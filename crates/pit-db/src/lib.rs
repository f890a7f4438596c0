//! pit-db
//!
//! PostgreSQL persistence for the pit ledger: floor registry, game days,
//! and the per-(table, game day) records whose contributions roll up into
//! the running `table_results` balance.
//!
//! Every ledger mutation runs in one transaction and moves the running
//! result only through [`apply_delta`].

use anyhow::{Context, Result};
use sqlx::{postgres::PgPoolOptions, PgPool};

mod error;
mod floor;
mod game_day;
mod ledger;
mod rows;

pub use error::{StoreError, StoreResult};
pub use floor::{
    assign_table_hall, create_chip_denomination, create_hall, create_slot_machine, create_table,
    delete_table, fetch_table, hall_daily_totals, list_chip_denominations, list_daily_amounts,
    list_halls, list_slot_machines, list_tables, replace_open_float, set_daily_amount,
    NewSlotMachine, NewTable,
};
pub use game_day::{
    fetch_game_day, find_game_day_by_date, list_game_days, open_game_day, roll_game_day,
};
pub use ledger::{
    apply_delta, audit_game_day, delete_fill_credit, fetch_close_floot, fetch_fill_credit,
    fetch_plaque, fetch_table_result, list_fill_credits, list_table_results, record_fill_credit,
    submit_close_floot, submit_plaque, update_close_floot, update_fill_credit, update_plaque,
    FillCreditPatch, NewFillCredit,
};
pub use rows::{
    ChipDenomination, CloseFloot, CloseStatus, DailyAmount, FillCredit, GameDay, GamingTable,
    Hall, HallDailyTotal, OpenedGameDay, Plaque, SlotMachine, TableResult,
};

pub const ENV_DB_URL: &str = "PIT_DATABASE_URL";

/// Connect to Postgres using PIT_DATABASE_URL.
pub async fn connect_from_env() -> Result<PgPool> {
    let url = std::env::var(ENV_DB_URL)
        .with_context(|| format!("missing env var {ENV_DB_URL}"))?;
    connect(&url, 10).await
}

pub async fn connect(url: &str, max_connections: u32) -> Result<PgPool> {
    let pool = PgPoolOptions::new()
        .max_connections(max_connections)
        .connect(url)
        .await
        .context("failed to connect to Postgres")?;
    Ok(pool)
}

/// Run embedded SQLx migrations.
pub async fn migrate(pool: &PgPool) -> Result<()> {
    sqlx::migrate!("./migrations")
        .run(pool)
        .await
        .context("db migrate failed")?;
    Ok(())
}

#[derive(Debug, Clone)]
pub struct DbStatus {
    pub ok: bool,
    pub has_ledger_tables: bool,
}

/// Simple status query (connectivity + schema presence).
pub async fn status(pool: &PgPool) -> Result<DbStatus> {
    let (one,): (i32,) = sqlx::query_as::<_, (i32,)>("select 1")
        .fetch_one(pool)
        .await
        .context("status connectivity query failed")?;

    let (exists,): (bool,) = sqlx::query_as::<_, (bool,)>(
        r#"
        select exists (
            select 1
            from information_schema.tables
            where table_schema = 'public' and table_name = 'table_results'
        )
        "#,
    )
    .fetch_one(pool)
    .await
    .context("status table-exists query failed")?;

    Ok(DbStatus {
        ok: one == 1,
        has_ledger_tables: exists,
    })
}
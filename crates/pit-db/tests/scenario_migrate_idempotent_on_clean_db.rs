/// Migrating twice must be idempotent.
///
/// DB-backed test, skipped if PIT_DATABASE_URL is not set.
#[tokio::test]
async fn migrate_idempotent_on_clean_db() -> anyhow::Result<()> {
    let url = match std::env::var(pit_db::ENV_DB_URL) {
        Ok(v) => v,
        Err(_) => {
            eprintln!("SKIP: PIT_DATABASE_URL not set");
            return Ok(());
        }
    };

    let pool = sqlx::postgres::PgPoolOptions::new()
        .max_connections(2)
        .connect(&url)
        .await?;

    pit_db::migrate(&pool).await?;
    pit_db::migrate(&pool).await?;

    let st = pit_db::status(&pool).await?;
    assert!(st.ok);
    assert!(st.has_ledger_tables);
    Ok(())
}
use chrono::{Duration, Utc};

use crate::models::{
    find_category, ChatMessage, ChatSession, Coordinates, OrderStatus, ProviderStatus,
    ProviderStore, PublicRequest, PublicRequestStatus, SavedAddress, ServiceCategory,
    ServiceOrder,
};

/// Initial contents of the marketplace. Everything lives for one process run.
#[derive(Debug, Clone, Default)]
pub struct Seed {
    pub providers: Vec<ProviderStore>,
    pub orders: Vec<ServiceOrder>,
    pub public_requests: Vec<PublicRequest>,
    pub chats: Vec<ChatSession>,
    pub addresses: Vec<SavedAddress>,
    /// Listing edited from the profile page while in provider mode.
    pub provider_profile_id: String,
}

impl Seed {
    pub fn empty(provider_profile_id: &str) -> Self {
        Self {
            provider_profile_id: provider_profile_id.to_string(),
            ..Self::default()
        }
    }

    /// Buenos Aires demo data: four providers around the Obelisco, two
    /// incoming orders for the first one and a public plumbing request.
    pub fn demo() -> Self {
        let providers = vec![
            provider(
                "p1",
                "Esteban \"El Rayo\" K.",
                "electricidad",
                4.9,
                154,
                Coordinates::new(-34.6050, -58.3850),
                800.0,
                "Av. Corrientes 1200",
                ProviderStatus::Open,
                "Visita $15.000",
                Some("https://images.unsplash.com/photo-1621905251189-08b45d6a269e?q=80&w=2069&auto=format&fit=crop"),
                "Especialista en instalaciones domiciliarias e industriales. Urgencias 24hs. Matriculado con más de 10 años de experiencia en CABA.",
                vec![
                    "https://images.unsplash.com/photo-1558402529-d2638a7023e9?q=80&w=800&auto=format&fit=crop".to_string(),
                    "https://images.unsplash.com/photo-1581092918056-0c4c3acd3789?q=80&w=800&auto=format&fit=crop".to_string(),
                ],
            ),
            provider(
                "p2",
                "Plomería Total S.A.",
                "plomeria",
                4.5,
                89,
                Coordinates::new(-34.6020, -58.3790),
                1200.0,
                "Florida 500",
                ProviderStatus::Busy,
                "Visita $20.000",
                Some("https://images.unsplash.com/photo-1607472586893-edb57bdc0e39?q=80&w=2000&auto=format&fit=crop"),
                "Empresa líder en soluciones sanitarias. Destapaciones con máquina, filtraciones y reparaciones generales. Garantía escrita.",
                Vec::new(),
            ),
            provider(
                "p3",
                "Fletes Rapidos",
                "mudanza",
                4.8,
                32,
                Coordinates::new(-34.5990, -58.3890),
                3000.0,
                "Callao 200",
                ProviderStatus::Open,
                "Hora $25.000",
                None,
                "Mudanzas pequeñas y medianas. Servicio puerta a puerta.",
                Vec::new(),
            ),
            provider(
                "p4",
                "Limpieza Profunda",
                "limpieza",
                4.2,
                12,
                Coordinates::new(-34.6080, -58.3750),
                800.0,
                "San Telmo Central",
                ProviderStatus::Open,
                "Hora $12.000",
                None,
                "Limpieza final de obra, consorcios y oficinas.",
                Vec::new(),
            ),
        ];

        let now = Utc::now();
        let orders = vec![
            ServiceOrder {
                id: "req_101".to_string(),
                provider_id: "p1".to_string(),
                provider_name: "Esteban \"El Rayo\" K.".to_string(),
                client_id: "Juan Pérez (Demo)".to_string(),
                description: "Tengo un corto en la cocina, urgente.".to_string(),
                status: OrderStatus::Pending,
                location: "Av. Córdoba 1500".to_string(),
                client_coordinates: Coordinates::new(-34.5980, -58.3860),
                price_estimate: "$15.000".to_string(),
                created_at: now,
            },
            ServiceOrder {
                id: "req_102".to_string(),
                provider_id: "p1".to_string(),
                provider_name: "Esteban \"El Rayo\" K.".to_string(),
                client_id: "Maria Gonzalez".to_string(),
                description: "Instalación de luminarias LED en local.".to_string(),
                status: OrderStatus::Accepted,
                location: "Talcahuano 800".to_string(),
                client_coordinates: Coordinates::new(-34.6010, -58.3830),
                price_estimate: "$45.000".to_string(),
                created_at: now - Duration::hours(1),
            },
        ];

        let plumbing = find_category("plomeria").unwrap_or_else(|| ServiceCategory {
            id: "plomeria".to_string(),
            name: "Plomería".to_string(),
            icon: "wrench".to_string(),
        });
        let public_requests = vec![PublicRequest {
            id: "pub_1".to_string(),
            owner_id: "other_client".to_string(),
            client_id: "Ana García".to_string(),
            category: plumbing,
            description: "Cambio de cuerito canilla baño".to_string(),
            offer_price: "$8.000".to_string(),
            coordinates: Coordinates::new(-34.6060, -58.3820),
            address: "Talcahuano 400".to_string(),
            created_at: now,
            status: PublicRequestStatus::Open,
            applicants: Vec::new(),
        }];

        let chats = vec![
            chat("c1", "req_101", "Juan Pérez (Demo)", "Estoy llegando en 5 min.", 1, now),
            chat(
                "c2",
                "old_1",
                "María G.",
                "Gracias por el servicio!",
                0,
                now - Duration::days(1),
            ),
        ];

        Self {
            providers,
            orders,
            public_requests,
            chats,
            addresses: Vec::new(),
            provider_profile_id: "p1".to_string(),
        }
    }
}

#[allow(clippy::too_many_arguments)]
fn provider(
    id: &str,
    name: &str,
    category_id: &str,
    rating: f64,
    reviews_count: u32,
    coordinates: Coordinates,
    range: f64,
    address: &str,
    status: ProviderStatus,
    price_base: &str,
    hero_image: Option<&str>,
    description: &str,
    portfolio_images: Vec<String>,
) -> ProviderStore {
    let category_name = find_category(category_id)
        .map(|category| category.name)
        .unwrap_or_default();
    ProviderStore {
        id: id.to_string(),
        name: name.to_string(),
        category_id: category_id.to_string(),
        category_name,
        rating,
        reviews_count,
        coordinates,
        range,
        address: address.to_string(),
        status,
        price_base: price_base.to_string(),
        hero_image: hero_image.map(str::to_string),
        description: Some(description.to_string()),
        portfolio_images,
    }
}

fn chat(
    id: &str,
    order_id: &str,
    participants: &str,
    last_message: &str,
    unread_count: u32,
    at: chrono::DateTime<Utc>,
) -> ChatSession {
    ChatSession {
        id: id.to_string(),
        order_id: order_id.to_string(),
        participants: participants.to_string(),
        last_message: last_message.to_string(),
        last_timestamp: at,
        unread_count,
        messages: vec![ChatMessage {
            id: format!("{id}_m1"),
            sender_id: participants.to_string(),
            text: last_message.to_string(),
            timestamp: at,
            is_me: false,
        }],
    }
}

*How to complete this task:* Checking the data above line by line, please work out how many lines include "assert", and reply with the number only.

*Written response:* 2